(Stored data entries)

------------------------------------------------------------------------

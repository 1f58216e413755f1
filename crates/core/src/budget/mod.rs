//! Branch budget periods and spend accrual.
//!
//! `spent_amount` on a budget row is never edited directly; it is derived by
//! full recomputation over confirmed transfers (see `service::accrue`).

pub mod service;
pub mod types;

pub use service::{AccrualRecord, accrue};
pub use types::{BudgetPeriod, PeriodKey};
//! Report registry repository.
//!
//! One registry row exists per (branch, period): regeneration updates the
//! existing row in place rather than accumulating duplicates, mirroring the
//! overwrite semantics of the artifact in the object store.

use chrono::Utc;
use rust_decimal::Decimal;
use sea_orm::{
    ActiveModelTrait, ColumnTrait, DatabaseConnection, DbErr, EntityTrait, ModelTrait,
    QueryFilter, QueryOrder, Set,
};
use uuid::Uuid;

use crate::entities::{generated_reports, sea_orm_active_enums::ReportStatus};

/// Error types for report registry operations.
#[derive(Debug, thiserror::Error)]
pub enum ReportRegistryError {
    /// Report not found.
    #[error("Report not found: {0}")]
    NotFound(Uuid),

    /// Database error.
    #[error("Database error: {0}")]
    Database(#[from] DbErr),
}

/// Metadata describing a freshly generated report artifact.
#[derive(Debug, Clone)]
pub struct NewReportEntry {
    /// Scoped branch; `None` means all branches combined.
    pub branch_id: Option<Uuid>,
    /// Resolved period mode: "single", "yearly", or "range".
    pub report_type: String,
    /// Canonical period label.
    pub report_period: String,
    /// Artifact file name.
    pub file_name: String,
    /// Object store key.
    pub file_path: String,
    /// Artifact size in bytes.
    pub file_size: i64,
    /// Number of transfers included.
    pub transaction_count: i32,
    /// Total amount in the primary currency.
    pub total_amount: Decimal,
    /// Primary currency code.
    pub currency: String,
    /// Identity that triggered generation; `None` for scheduled runs.
    pub generated_by: Option<Uuid>,
}

/// Report registry repository.
#[derive(Debug, Clone)]
pub struct ReportRepository {
    db: DatabaseConnection,
}

impl ReportRepository {
    /// Creates a new report repository.
    #[must_use]
    pub const fn new(db: DatabaseConnection) -> Self {
        Self { db }
    }

    /// Upserts the registry row for a (branch, period) pair.
    ///
    /// Lookup-then-update: an existing row for the same scope and period is
    /// rewritten with the fresh metadata, so regenerating a report twice
    /// leaves exactly one row.
    ///
    /// # Errors
    ///
    /// Returns an error if the database operation fails.
    pub async fn upsert(
        &self,
        entry: NewReportEntry,
    ) -> Result<generated_reports::Model, ReportRegistryError> {
        let existing = self
            .find_for_scope(entry.branch_id, &entry.report_period)
            .await?;

        let now = Utc::now().into();

        let model = if let Some(existing) = existing {
            let mut active: generated_reports::ActiveModel = existing.into();
            active.report_type = Set(entry.report_type);
            active.file_name = Set(entry.file_name);
            active.file_path = Set(entry.file_path);
            active.file_size = Set(entry.file_size);
            active.transaction_count = Set(entry.transaction_count);
            active.total_amount = Set(entry.total_amount);
            active.currency = Set(entry.currency);
            active.generated_by = Set(entry.generated_by);
            active.generated_at = Set(now);
            active.status = Set(ReportStatus::Completed);
            active.error_message = Set(None);
            active.update(&self.db).await?
        } else {
            let report = generated_reports::ActiveModel {
                id: Set(Uuid::new_v4()),
                branch_id: Set(entry.branch_id),
                report_type: Set(entry.report_type),
                report_period: Set(entry.report_period),
                file_name: Set(entry.file_name),
                file_path: Set(entry.file_path),
                file_size: Set(entry.file_size),
                transaction_count: Set(entry.transaction_count),
                total_amount: Set(entry.total_amount),
                currency: Set(entry.currency),
                generated_by: Set(entry.generated_by),
                generated_at: Set(now),
                status: Set(ReportStatus::Completed),
                error_message: Set(None),
            };
            report.insert(&self.db).await?
        };

        Ok(model)
    }

    /// Finds the registry row for a (branch, period) pair.
    ///
    /// # Errors
    ///
    /// Returns an error if the database query fails.
    pub async fn find_for_scope(
        &self,
        branch_id: Option<Uuid>,
        report_period: &str,
    ) -> Result<Option<generated_reports::Model>, ReportRegistryError> {
        let mut query = generated_reports::Entity::find()
            .filter(generated_reports::Column::ReportPeriod.eq(report_period));

        query = match branch_id {
            Some(branch_id) => query.filter(generated_reports::Column::BranchId.eq(branch_id)),
            None => query.filter(generated_reports::Column::BranchId.is_null()),
        };

        let report = query.one(&self.db).await?;
        Ok(report)
    }

    /// Lists all registry rows, newest generation first.
    ///
    /// # Errors
    ///
    /// Returns an error if the database query fails.
    pub async fn list(&self) -> Result<Vec<generated_reports::Model>, ReportRegistryError> {
        let reports = generated_reports::Entity::find()
            .order_by_desc(generated_reports::Column::GeneratedAt)
            .all(&self.db)
            .await?;
        Ok(reports)
    }

    /// Gets a registry row by id.
    ///
    /// # Errors
    ///
    /// Returns an error if the report is not found or the query fails.
    pub async fn get(&self, id: Uuid) -> Result<generated_reports::Model, ReportRegistryError> {
        generated_reports::Entity::find_by_id(id)
            .one(&self.db)
            .await?
            .ok_or(ReportRegistryError::NotFound(id))
    }

    /// Deletes a registry row.
    ///
    /// # Errors
    ///
    /// Returns an error if the report is not found or the delete fails.
    pub async fn delete(&self, id: Uuid) -> Result<(), ReportRegistryError> {
        let report = self.get(id).await?;
        report.delete(&self.db).await?;
        Ok(())
    }
}
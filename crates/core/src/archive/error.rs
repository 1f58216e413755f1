//! Archive error types.

use thiserror::Error;

/// Archive operation errors.
#[derive(Debug, Error)]
pub enum StorageError {
    /// Object not found in storage.
    #[error("object not found: {key}")]
    NotFound {
        /// Storage key that was not found.
        key: String,
    },

    /// Storage provider configuration error.
    #[error("storage configuration error: {0}")]
    Configuration(String),

    /// OpenDAL operation error.
    #[error("storage operation failed: {0}")]
    Operation(String),
}

impl StorageError {
    /// Create a configuration error.
    #[must_use]
    pub fn configuration(msg: impl Into<String>) -> Self {
        Self::Configuration(msg.into())
    }
}

impl From<opendal::Error> for StorageError {
    fn from(err: opendal::Error) -> Self {
        match err.kind() {
            opendal::ErrorKind::NotFound => Self::NotFound {
                key: err.to_string(),
            },
            _ => Self::Operation(err.to_string()),
        }
    }
}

------------------------------------------------------------------------

Required work
Restate the records above in full, keeping each line exactly as it stands.

Task answer
repository 1f58216e413755f1
filename crates/core/src/budget/mod.rs
//! Branch budget periods and spend accrual.
//!
//! `spent_amount` on a budget row is never edited directly; it is derived by
//! full recomputation over confirmed transfers (see `service::accrue`).

pub mod service;
pub mod types;

pub use service::{AccrualRecord, accrue};
pub use types::{BudgetPeriod, PeriodKey};
//! Report registry repository.
//!
//! One registry row exists per (branch, period): regeneration updates the
//! existing row in place rather than accumulating duplicates, mirroring the
//! overwrite semantics of the artifact in the object store.

use chrono::Utc;
use rust_decimal::Decimal;
use sea_orm::{
    ActiveModelTrait, ColumnTrait, DatabaseConnection, DbErr, EntityTrait, ModelTrait,
    QueryFilter, QueryOrder, Set,
};
use uuid::Uuid;

use crate::entities::{generated_reports, sea_orm_active_enums::ReportStatus};

/// Error types for report registry operations.
#[derive(Debug, thiserror::Error)]
pub enum ReportRegistryError {
    /// Report not found.
    #[error("Report not found: {0}")]
    NotFound(Uuid),

    /// Database error.
    #[error("Database error: {0}")]
    Database(#[from] DbErr),
}

/// Metadata describing a freshly generated report artifact.
#[derive(Debug, Clone)]
pub struct NewReportEntry {
    /// Scoped branch; `None` means all branches combined.
    pub branch_id: Option<Uuid>,
    /// Resolved period mode: "single", "yearly", or "range".
    pub report_type: String,
    /// Canonical period label.
    pub report_period: String,
    /// Artifact file name.
    pub file_name: String,
    /// Object store key.
    pub file_path: String,
    /// Artifact size in bytes.
    pub file_size: i64,
    /// Number of transfers included.
    pub transaction_count: i32,
    /// Total amount in the primary currency.
    pub total_amount: Decimal,
    /// Primary currency code.
    pub currency: String,
    /// Identity that triggered generation; `None` for scheduled runs.
    pub generated_by: Option<Uuid>,
}

/// Report registry repository.
#[derive(Debug, Clone)]
pub struct ReportRepository {
    db: DatabaseConnection,
}

impl ReportRepository {
    /// Creates a new report repository.
    #[must_use]
    pub const fn new(db: DatabaseConnection) -> Self {
        Self { db }
    }

    /// Upserts the registry row for a (branch, period) pair.
    ///
    /// Lookup-then-update: an existing row for the same scope and period is
    /// rewritten with the fresh metadata, so regenerating a report twice
    /// leaves exactly one row.
    ///
    /// # Errors
    ///
    /// Returns an error if the database operation fails.
    pub async fn upsert(
        &self,
        entry: NewReportEntry,
    ) -> Result<generated_reports::Model, ReportRegistryError> {
        let existing = self
            .find_for_scope(entry.branch_id, &entry.report_period)
            .await?;

        let now = Utc::now().into();

        let model = if let Some(existing) = existing {
            let mut active: generated_reports::ActiveModel = existing.into();
            active.report_type = Set(entry.report_type);
            active.file_name = Set(entry.file_name);
            active.file_path = Set(entry.file_path);
            active.file_size = Set(entry.file_size);
            active.transaction_count = Set(entry.transaction_count);
            active.total_amount = Set(entry.total_amount);
            active.currency = Set(entry.currency);
            active.generated_by = Set(entry.generated_by);
            active.generated_at = Set(now);
            active.status = Set(ReportStatus::Completed);
            active.error_message = Set(None);
            active.update(&self.db).await?
        } else {
            let report = generated_reports::ActiveModel {
                id: Set(Uuid::new_v4()),
                branch_id: Set(entry.branch_id),
                report_type: Set(entry.report_type),
                report_period: Set(entry.report_period),
                file_name: Set(entry.file_name),
                file_path: Set(entry.file_path),
                file_size: Set(entry.file_size),
                transaction_count: Set(entry.transaction_count),
                total_amount: Set(entry.total_amount),
                currency: Set(entry.currency),
                generated_by: Set(entry.generated_by),
                generated_at: Set(now),
                status: Set(ReportStatus::Completed),
                error_message: Set(None),
            };
            report.insert(&self.db).await?
        };

        Ok(model)
    }

    /// Finds the registry row for a (branch, period) pair.
    ///
    /// # Errors
    ///
    /// Returns an error if the database query fails.
    pub async fn find_for_scope(
        &self,
        branch_id: Option<Uuid>,
        report_period: &str,
    ) -> Result<Option<generated_reports::Model>, ReportRegistryError> {
        let mut query = generated_reports::Entity::find()
            .filter(generated_reports::Column::ReportPeriod.eq(report_period));

        query = match branch_id {
            Some(branch_id) => query.filter(generated_reports::Column::BranchId.eq(branch_id)),
            None => query.filter(generated_reports::Column::BranchId.is_null()),
        };

        let report = query.one(&self.db).await?;
        Ok(report)
    }

    /// Lists all registry rows, newest generation first.
    ///
    /// # Errors
    ///
    /// Returns an error if the database query fails.
    pub async fn list(&self) -> Result<Vec<generated_reports::Model>, ReportRegistryError> {
        let reports = generated_reports::Entity::find()
            .order_by_desc(generated_reports::Column::GeneratedAt)
            .all(&self.db)
            .await?;
        Ok(reports)
    }

    /// Gets a registry row by id.
    ///
    /// # Errors
    ///
    /// Returns an error if the report is not found or the query fails.
    pub async fn get(&self, id: Uuid) -> Result<generated_reports::Model, ReportRegistryError> {
        generated_reports::Entity::find_by_id(id)
            .one(&self.db)
            .await?
            .ok_or(ReportRegistryError::NotFound(id))
    }

    /// Deletes a registry row.
    ///
    /// # Errors
    ///
    /// Returns an error if the report is not found or the delete fails.
    pub async fn delete(&self, id: Uuid) -> Result<(), ReportRegistryError> {
        let report = self.get(id).await?;
        report.delete(&self.db).await?;
        Ok(())
    }
}
filename crates/core/src/archive/error.rs
repository 1f58216e413755f1
//! Archive error types.

use thiserror::Error;

/// Archive operation errors.
#[derive(Debug, Error)]
pub enum StorageError {
    /// Object not found in storage.
    #[error("object not found: {key}")]
    NotFound {
        /// Storage key that was not found.
        key: String,
    },

    /// Storage provider configuration error.
    #[error("storage configuration error: {0}")]
    Configuration(String),

    /// OpenDAL operation error.
    #[error("storage operation failed: {0}")]
    Operation(String),
}

impl StorageError {
    /// Create a configuration error.
    #[must_use]
    pub fn configuration(msg: impl Into<String>) -> Self {
        Self::Configuration(msg.into())
    }
}

impl From<opendal::Error> for StorageError {
    fn from(err: opendal::Error) -> Self {
        match err.kind() {
            opendal::ErrorKind::NotFound => Self::NotFound {
                key: err.to_string(),
            },
            _ => Self::Operation(err.to_string()),
        }
    }
}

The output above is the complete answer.